## EXERCISE DETAILS
From the entries below, copy every line where the string "pipeline" appears.

─── RECORDS TO USE ───

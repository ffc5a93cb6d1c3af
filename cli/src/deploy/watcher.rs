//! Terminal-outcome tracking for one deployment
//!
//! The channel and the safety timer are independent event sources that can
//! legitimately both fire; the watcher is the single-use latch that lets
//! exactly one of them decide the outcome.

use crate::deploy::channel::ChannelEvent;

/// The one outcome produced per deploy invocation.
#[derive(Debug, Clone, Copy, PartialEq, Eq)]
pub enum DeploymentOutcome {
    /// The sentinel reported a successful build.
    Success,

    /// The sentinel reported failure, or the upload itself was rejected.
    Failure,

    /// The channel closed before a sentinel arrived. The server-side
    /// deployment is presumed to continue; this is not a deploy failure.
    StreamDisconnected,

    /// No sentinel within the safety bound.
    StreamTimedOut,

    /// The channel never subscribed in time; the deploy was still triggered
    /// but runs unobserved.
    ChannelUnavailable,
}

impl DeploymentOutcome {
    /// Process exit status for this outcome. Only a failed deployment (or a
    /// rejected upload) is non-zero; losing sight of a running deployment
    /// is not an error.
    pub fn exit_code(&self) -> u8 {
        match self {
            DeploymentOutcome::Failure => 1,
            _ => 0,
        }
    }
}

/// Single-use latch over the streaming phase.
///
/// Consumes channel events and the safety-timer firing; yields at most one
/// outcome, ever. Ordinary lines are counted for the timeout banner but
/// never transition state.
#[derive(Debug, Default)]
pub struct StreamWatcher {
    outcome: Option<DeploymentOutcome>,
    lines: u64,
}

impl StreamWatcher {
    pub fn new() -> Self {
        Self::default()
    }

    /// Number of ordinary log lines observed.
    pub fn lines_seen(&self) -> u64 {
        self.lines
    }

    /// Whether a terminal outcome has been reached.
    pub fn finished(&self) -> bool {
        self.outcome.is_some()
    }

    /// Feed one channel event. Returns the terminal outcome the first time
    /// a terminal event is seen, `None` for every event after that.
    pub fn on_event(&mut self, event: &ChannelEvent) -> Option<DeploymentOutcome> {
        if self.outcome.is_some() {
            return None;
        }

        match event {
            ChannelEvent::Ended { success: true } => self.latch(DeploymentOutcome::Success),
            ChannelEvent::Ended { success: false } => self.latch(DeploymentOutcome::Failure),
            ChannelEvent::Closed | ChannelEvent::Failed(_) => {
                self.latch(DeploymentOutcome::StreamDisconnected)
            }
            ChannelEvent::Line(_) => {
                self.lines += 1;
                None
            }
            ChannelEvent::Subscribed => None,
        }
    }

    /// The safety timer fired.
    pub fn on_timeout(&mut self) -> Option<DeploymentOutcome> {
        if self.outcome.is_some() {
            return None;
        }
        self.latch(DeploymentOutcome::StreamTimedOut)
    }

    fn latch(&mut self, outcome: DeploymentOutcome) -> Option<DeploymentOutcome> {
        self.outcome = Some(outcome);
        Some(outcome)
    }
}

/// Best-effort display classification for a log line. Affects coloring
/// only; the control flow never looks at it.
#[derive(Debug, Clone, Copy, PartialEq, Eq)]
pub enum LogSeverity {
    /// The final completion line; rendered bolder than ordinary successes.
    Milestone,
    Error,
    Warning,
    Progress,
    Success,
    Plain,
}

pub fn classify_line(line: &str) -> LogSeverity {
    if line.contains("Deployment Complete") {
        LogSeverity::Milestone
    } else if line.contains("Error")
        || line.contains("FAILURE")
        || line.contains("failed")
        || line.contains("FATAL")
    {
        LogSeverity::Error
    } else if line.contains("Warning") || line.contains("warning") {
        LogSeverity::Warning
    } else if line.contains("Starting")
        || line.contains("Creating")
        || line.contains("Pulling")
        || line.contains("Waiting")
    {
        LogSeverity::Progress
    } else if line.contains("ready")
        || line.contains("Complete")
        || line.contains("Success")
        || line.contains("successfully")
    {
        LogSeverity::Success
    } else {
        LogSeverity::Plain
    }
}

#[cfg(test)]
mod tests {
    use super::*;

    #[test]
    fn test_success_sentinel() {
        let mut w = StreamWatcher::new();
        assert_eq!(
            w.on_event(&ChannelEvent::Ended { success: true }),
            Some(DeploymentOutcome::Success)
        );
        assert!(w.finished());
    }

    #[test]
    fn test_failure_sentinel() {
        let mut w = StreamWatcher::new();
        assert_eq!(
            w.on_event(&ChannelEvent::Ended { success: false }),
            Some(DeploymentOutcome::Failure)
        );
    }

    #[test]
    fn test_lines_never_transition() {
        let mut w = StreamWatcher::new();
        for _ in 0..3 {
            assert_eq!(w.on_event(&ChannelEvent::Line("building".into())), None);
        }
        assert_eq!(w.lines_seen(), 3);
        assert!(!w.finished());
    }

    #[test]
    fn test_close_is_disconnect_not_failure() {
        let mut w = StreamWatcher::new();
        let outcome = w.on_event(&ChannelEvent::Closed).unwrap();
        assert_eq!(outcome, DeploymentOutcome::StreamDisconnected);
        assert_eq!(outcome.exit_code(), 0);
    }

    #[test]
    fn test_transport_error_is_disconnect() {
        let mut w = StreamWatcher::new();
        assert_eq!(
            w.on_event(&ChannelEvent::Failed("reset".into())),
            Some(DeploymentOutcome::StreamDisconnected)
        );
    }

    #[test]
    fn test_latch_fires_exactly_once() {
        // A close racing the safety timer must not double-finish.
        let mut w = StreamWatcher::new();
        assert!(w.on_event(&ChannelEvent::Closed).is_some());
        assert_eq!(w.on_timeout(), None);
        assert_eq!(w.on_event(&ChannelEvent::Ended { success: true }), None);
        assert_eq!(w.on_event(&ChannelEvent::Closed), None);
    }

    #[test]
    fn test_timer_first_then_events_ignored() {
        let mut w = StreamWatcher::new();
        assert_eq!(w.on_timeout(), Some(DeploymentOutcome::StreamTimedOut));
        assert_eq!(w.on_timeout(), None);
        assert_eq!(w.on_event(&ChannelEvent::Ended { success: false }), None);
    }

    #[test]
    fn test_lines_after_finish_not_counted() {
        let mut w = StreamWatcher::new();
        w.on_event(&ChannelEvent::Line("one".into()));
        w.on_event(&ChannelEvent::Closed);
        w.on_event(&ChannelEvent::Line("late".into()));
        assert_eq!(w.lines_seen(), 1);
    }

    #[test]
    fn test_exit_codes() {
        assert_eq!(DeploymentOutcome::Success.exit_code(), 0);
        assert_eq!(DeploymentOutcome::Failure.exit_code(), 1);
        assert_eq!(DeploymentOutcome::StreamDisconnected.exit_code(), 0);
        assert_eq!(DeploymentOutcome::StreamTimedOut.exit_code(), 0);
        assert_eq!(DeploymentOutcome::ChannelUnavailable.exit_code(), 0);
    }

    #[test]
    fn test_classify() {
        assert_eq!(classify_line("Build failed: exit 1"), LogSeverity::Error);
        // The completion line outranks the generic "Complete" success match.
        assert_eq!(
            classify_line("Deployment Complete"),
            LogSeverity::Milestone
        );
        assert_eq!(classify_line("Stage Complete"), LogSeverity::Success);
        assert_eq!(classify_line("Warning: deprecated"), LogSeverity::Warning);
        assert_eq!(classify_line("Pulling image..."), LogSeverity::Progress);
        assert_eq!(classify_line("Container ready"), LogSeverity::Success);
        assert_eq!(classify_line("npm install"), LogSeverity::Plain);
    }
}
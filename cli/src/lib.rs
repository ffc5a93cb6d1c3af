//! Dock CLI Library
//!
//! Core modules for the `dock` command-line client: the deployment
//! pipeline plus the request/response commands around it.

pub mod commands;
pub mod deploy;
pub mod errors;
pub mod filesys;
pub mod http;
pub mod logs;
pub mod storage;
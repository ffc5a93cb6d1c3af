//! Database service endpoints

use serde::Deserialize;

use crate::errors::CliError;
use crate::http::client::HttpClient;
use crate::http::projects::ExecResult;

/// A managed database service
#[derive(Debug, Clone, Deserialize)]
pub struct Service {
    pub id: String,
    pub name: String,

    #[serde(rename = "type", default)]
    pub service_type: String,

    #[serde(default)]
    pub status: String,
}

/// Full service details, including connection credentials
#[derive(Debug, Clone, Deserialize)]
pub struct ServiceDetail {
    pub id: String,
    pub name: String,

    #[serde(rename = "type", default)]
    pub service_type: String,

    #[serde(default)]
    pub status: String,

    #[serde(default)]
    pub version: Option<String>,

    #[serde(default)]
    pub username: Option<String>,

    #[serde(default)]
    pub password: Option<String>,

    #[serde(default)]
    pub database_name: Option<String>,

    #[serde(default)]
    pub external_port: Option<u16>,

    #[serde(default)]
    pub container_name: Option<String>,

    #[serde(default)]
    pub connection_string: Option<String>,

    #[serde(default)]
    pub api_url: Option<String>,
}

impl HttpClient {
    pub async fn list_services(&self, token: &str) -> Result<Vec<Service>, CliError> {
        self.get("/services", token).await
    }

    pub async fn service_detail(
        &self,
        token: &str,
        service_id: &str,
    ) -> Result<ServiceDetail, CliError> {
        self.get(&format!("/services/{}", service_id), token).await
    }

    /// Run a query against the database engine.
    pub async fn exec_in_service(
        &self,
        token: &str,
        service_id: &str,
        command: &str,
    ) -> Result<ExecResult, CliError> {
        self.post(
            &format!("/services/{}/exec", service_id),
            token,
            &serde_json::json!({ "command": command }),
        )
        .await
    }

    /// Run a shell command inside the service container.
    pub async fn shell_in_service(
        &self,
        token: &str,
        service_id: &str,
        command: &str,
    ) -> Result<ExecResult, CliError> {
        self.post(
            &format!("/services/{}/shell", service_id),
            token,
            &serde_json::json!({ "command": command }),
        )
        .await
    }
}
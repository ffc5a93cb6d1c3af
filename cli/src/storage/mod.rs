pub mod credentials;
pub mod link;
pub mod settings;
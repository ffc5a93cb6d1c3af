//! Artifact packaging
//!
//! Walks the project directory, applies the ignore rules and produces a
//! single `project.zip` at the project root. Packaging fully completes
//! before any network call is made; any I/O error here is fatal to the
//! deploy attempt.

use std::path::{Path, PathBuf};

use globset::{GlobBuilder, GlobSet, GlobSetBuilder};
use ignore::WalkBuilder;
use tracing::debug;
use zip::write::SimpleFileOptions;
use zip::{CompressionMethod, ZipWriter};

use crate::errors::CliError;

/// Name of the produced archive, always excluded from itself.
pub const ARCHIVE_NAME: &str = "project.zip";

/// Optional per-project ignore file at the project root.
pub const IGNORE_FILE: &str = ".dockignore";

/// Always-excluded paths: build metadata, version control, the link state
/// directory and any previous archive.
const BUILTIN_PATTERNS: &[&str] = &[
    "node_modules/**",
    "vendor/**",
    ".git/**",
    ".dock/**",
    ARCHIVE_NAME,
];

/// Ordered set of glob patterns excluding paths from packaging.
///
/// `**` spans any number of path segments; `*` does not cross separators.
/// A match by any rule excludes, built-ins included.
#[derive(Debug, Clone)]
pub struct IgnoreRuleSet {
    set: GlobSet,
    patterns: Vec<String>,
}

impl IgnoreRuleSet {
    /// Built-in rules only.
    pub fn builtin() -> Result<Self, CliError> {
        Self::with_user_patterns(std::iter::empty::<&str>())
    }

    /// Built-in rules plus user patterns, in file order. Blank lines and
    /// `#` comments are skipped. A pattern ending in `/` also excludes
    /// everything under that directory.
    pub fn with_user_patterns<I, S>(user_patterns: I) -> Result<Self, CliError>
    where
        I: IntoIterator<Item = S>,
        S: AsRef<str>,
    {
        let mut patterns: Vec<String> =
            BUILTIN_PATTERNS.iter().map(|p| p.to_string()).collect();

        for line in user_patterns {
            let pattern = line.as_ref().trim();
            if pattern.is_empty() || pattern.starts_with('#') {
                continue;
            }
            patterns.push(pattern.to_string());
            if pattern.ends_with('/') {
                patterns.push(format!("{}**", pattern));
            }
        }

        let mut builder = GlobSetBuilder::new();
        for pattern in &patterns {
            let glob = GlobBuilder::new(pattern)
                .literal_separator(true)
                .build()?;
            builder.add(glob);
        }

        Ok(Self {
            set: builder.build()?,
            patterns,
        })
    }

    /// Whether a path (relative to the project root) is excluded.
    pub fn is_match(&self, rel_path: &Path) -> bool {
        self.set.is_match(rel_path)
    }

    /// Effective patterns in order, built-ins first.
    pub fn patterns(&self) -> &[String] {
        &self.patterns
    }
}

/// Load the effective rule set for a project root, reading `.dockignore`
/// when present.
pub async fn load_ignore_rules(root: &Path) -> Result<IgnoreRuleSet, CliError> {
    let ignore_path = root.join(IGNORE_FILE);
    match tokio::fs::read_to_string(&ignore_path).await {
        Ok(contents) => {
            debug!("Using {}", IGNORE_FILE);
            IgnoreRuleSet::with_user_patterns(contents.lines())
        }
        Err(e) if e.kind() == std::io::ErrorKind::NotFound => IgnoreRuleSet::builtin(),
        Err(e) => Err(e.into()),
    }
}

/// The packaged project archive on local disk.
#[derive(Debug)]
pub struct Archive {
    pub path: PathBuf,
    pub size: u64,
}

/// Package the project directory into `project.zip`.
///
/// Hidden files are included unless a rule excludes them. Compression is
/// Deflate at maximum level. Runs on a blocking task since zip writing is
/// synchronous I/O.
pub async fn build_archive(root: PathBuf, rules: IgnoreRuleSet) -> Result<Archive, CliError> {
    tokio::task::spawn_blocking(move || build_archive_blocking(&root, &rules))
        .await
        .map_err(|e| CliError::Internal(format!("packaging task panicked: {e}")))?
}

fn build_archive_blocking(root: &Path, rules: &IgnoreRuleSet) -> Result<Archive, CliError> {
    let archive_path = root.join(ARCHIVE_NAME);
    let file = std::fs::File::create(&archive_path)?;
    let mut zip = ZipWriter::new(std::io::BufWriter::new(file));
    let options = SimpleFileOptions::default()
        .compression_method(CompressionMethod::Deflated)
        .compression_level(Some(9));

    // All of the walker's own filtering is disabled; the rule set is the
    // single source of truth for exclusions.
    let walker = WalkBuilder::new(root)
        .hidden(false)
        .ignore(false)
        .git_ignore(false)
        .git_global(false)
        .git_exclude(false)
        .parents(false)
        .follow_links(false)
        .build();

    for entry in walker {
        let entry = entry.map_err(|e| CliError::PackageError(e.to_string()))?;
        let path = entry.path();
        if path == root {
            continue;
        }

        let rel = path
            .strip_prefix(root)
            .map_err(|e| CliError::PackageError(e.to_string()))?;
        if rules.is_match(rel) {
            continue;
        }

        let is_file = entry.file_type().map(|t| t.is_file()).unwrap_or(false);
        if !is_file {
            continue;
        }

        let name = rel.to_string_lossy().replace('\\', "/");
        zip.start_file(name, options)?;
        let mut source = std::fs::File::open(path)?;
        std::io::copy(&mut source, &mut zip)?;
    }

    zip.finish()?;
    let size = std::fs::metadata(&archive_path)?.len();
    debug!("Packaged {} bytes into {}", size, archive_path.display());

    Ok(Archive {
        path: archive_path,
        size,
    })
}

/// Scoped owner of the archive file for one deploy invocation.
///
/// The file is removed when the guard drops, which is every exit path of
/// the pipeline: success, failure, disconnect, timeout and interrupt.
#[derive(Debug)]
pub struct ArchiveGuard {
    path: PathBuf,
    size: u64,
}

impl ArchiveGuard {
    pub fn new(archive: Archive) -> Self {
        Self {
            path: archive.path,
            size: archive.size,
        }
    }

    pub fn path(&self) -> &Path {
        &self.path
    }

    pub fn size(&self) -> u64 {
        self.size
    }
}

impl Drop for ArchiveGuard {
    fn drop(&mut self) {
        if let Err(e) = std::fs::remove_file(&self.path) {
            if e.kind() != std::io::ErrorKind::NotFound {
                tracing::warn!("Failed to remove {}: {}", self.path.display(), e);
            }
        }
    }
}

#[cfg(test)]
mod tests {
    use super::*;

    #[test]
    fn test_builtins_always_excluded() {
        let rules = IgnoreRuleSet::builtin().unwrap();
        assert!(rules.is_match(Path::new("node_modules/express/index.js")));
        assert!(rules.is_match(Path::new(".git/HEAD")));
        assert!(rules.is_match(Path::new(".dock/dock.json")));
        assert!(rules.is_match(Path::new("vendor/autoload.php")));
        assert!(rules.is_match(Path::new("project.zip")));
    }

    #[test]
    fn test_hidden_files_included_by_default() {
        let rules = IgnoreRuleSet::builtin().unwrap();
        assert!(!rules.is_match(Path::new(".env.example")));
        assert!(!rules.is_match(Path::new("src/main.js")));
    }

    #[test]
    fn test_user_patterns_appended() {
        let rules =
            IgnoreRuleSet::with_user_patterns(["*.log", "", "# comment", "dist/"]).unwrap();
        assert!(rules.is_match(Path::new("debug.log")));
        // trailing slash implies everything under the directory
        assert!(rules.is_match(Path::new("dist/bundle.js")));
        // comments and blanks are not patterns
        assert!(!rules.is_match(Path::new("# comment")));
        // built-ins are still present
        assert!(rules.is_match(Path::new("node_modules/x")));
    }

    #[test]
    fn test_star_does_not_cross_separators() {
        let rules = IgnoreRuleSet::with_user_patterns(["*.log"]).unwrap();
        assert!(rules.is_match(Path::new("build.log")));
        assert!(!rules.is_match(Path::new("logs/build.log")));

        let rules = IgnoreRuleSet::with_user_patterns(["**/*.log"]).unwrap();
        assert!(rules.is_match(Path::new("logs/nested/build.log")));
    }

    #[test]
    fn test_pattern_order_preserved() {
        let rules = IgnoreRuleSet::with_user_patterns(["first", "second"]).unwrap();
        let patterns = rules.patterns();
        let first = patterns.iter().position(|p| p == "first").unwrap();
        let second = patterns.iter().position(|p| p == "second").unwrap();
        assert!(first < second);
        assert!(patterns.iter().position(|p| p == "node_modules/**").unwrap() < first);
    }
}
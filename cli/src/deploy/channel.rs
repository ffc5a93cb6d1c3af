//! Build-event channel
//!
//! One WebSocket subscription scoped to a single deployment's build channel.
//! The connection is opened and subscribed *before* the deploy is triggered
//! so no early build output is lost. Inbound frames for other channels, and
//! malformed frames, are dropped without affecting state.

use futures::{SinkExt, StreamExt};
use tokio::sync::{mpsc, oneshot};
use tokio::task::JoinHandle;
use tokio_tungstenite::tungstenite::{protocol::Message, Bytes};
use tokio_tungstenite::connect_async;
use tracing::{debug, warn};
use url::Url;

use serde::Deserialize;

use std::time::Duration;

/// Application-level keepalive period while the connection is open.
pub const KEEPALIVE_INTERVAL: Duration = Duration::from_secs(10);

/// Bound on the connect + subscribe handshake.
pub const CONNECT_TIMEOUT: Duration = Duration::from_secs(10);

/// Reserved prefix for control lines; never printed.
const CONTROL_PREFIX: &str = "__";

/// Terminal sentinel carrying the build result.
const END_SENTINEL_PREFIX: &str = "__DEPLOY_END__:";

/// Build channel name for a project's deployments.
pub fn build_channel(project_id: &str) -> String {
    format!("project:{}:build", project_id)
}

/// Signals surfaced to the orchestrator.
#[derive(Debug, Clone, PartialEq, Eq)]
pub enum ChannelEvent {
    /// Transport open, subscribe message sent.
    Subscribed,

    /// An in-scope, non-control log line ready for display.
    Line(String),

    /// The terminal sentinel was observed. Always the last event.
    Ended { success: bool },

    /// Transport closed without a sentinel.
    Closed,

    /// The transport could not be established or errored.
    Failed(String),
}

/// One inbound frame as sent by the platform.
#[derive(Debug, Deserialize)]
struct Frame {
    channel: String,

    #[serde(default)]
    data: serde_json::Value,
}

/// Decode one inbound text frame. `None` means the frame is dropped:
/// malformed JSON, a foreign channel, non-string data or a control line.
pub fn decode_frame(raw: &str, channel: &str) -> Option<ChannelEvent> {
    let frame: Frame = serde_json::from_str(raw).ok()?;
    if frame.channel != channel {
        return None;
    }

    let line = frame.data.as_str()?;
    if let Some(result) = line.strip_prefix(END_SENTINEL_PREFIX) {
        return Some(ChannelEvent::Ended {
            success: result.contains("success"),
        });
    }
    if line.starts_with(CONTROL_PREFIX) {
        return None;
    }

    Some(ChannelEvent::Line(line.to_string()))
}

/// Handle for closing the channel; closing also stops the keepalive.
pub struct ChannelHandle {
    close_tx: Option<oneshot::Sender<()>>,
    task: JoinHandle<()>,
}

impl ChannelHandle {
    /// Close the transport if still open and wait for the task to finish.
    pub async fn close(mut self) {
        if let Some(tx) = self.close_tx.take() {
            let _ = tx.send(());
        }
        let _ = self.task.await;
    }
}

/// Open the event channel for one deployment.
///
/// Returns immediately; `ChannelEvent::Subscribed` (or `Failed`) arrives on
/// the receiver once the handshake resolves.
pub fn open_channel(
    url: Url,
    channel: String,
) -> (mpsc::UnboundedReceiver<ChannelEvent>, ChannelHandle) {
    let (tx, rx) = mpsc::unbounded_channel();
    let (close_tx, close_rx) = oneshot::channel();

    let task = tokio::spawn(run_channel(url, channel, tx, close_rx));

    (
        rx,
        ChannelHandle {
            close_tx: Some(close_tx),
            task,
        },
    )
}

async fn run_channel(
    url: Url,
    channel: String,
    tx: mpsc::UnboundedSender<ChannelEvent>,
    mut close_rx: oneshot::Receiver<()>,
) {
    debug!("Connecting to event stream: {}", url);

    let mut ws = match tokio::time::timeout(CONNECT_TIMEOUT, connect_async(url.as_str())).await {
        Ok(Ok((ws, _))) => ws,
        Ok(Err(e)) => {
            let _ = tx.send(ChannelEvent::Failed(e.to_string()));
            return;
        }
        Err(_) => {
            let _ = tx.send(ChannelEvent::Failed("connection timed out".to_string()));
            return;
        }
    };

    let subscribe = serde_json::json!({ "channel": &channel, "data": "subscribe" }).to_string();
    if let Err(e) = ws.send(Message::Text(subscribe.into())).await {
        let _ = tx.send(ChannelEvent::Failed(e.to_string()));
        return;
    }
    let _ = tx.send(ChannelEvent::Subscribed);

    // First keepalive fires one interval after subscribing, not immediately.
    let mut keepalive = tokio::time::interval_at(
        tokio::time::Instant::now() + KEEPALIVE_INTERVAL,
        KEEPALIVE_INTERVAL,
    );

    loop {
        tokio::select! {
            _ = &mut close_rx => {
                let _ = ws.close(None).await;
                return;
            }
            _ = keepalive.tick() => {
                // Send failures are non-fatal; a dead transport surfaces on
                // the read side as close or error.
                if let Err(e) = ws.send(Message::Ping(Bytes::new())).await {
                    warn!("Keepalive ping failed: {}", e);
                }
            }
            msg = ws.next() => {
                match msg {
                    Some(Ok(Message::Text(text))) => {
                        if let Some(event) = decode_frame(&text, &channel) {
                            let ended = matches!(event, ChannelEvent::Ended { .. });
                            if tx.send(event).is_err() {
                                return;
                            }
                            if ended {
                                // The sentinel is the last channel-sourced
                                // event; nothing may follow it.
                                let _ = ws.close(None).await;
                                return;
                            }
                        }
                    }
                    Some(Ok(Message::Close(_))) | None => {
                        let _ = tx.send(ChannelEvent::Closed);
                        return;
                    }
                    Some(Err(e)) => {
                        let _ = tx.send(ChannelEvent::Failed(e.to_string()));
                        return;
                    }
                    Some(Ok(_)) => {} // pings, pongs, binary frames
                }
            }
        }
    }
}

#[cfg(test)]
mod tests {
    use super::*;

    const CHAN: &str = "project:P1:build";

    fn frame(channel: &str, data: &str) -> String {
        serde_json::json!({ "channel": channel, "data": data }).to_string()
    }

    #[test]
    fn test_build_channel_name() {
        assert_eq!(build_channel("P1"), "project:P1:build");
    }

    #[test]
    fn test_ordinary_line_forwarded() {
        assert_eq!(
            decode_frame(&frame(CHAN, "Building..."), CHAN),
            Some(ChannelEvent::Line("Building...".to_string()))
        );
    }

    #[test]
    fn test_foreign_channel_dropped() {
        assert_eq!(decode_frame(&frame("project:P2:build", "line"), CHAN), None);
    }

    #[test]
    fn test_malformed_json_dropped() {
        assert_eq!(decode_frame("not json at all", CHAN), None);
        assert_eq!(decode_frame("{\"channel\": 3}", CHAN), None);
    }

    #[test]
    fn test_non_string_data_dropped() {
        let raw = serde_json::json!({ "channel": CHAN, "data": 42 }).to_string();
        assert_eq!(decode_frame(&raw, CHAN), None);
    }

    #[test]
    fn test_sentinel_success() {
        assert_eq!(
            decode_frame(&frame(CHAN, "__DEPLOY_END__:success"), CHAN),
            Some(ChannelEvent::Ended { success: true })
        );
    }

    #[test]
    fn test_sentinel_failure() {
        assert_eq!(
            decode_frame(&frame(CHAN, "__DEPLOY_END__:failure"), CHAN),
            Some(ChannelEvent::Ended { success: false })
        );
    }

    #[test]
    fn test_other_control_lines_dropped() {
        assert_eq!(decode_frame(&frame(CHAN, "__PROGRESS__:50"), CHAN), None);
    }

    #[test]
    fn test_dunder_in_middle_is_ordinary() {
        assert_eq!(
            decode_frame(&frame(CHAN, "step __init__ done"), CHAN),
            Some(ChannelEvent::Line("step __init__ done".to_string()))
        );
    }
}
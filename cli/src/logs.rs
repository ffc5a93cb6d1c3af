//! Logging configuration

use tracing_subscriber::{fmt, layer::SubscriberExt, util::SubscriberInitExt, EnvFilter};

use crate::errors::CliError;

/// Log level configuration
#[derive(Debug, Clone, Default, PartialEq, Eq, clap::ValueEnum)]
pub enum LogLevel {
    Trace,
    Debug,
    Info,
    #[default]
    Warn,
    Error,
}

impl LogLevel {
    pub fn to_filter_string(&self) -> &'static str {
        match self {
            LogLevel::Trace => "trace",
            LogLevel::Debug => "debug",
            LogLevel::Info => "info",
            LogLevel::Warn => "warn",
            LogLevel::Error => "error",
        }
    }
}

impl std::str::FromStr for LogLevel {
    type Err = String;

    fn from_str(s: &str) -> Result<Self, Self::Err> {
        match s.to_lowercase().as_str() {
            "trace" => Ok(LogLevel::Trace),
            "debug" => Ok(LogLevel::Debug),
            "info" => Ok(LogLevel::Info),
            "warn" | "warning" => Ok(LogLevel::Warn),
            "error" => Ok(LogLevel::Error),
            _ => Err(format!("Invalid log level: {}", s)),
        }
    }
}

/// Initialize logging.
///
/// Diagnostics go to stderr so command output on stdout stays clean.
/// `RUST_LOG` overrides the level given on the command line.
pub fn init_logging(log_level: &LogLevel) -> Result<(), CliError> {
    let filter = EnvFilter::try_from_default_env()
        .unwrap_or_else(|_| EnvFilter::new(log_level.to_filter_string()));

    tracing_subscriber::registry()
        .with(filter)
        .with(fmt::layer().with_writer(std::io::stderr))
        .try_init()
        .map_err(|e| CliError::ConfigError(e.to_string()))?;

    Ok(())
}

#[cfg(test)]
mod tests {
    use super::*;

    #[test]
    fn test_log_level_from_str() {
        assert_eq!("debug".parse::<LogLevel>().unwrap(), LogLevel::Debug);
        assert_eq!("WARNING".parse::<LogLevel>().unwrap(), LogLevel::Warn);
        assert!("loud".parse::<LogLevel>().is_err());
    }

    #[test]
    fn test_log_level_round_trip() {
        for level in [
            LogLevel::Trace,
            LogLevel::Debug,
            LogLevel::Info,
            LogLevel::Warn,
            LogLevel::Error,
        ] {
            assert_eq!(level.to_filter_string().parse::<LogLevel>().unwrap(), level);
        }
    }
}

───

## SOLUTION BELOW
//! pipeline plus the request/response commands around it.
/// the pipeline: success, failure, disconnect, timeout and interrupt.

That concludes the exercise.